◆ WHAT YOU NEED TO DO ◆
Among the lines below, tally those that contain "import" and respond with the total only.

◆ INPUT MATERIAL ◆
....................

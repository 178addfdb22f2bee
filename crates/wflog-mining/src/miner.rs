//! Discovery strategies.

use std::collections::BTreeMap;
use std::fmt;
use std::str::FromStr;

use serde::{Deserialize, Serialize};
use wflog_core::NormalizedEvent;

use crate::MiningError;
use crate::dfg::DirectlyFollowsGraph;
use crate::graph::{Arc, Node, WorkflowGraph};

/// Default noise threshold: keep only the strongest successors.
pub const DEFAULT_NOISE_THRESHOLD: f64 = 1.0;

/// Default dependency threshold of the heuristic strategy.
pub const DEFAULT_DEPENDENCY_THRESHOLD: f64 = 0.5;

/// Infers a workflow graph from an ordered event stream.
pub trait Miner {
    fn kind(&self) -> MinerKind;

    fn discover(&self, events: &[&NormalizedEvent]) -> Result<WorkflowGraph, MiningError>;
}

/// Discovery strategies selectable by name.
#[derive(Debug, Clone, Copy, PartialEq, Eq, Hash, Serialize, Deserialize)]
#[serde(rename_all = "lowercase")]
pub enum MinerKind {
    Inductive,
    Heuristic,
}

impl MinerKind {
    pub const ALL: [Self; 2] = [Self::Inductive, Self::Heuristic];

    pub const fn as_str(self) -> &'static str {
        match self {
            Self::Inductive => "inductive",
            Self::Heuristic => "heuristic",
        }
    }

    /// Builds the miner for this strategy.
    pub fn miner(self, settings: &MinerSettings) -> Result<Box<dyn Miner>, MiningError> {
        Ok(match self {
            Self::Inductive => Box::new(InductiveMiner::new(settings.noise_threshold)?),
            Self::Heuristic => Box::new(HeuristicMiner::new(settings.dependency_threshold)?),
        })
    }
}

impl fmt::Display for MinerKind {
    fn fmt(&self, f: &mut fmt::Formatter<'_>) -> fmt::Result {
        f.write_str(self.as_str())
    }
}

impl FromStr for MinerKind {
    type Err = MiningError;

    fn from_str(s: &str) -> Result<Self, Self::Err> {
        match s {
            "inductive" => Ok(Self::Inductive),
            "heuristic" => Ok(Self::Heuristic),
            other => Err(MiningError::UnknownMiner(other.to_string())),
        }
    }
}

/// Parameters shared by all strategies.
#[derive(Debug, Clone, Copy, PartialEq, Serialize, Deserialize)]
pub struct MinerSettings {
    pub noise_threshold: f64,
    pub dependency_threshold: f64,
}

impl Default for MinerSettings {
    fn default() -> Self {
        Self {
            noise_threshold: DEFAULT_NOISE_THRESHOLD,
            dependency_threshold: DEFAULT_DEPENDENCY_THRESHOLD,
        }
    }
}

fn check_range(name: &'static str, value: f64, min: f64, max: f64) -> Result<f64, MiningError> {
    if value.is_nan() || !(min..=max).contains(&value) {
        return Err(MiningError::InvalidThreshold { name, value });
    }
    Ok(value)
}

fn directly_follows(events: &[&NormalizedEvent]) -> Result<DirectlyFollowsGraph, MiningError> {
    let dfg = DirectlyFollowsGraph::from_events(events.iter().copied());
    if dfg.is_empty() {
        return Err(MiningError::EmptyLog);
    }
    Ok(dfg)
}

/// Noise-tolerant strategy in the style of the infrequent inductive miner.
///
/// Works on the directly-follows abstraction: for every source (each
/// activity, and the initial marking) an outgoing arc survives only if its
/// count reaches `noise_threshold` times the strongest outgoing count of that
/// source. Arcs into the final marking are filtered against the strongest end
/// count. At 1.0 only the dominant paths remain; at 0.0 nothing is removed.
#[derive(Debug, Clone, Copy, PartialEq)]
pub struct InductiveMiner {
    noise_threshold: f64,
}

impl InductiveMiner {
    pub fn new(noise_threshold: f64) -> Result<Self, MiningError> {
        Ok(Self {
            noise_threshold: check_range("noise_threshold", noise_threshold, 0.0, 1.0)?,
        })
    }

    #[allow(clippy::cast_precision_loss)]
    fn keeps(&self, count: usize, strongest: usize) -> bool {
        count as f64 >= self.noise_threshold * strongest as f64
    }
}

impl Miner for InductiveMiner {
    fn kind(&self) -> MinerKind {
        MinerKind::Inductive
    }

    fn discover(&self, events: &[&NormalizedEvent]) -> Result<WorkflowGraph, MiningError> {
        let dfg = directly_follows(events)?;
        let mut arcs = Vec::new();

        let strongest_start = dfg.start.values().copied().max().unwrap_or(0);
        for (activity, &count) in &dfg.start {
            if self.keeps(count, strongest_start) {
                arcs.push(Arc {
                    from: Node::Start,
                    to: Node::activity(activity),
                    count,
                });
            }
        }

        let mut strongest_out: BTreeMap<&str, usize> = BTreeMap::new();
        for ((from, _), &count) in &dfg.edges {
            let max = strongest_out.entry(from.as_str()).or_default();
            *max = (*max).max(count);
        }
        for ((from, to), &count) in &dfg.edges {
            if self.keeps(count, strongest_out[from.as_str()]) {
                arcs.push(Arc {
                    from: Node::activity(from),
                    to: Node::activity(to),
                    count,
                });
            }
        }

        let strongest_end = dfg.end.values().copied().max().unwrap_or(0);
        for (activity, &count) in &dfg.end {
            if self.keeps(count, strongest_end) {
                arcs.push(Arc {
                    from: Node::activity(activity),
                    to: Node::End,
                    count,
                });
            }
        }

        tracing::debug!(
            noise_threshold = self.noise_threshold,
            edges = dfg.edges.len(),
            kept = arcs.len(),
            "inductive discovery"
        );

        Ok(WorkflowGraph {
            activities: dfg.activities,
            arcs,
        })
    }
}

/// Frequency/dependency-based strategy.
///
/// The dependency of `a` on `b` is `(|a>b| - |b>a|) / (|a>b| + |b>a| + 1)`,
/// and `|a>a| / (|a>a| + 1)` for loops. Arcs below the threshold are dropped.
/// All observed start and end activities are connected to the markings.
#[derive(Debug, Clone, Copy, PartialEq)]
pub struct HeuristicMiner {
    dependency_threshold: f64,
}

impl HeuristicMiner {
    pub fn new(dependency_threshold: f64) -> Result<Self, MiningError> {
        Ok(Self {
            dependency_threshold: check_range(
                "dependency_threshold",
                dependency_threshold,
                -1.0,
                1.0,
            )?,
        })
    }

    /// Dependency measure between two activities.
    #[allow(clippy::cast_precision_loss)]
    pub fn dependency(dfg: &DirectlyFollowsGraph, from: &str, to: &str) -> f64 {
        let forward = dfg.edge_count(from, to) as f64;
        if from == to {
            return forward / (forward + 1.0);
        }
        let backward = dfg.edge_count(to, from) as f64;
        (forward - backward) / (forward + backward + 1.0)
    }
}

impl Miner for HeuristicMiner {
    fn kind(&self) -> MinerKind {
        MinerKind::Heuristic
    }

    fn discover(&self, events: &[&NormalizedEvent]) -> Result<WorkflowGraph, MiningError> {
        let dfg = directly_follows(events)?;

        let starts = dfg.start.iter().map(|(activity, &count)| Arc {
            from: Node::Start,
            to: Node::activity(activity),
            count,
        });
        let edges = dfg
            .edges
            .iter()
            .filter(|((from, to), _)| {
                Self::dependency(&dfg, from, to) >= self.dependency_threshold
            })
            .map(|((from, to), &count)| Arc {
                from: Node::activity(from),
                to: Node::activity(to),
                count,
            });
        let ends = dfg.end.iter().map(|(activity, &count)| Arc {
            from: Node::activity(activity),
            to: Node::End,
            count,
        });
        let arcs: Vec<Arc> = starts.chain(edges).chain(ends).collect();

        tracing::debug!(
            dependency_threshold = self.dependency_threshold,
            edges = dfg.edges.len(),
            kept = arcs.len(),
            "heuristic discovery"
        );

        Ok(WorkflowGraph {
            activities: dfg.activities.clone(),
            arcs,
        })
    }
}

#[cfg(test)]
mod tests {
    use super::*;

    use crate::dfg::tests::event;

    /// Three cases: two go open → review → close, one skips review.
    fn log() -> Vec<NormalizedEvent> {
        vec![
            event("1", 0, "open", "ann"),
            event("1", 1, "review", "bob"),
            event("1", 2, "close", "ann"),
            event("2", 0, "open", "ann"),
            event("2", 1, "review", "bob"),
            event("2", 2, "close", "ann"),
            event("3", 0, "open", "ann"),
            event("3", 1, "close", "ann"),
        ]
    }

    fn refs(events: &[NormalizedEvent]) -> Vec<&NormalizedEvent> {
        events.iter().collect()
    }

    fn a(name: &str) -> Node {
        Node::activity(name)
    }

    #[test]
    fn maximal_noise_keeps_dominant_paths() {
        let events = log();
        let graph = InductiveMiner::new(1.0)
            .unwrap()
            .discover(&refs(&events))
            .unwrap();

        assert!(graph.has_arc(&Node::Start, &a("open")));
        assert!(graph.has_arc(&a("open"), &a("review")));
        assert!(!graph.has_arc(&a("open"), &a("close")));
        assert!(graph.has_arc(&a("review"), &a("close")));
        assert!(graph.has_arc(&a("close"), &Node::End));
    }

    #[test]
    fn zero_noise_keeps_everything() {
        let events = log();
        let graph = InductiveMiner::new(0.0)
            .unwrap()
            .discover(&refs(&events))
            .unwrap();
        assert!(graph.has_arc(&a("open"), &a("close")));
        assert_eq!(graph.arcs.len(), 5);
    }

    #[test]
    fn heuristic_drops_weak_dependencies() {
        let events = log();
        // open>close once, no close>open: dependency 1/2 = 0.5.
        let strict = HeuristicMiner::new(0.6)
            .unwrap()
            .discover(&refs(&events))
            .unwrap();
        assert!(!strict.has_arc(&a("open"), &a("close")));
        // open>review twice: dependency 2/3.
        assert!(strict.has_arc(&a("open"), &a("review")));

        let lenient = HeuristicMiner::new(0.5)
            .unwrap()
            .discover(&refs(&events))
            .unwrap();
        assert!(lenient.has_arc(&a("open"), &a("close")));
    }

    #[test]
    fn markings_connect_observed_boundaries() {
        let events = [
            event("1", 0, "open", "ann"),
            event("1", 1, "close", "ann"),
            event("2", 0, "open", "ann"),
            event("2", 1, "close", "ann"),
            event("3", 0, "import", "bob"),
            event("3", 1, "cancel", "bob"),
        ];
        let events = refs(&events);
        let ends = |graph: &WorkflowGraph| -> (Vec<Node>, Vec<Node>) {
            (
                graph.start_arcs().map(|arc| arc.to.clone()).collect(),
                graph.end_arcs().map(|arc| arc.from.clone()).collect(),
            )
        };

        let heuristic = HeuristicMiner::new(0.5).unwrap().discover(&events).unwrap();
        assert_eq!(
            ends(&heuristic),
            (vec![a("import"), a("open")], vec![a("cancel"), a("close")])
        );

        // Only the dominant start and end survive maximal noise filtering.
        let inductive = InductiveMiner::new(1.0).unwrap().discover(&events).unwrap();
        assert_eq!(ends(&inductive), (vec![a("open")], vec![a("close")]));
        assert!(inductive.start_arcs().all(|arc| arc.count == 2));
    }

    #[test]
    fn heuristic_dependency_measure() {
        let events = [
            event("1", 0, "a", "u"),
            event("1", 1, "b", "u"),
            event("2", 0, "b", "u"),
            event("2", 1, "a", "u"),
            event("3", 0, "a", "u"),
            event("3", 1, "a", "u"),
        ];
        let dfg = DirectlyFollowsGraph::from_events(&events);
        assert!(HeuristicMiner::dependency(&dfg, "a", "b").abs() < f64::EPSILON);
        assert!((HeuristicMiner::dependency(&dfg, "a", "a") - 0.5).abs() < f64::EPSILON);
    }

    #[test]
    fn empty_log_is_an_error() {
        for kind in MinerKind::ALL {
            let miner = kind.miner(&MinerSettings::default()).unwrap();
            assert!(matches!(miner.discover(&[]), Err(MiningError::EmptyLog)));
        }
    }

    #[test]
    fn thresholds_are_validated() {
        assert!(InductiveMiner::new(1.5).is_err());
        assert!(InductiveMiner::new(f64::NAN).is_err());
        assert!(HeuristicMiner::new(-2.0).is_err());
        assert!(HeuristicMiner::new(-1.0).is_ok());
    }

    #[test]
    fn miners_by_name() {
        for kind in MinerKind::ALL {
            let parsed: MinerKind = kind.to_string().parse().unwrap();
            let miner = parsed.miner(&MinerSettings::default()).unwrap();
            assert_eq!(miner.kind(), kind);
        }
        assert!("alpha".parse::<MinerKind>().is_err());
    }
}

....................

◆ OUTPUT BELOW ◆
2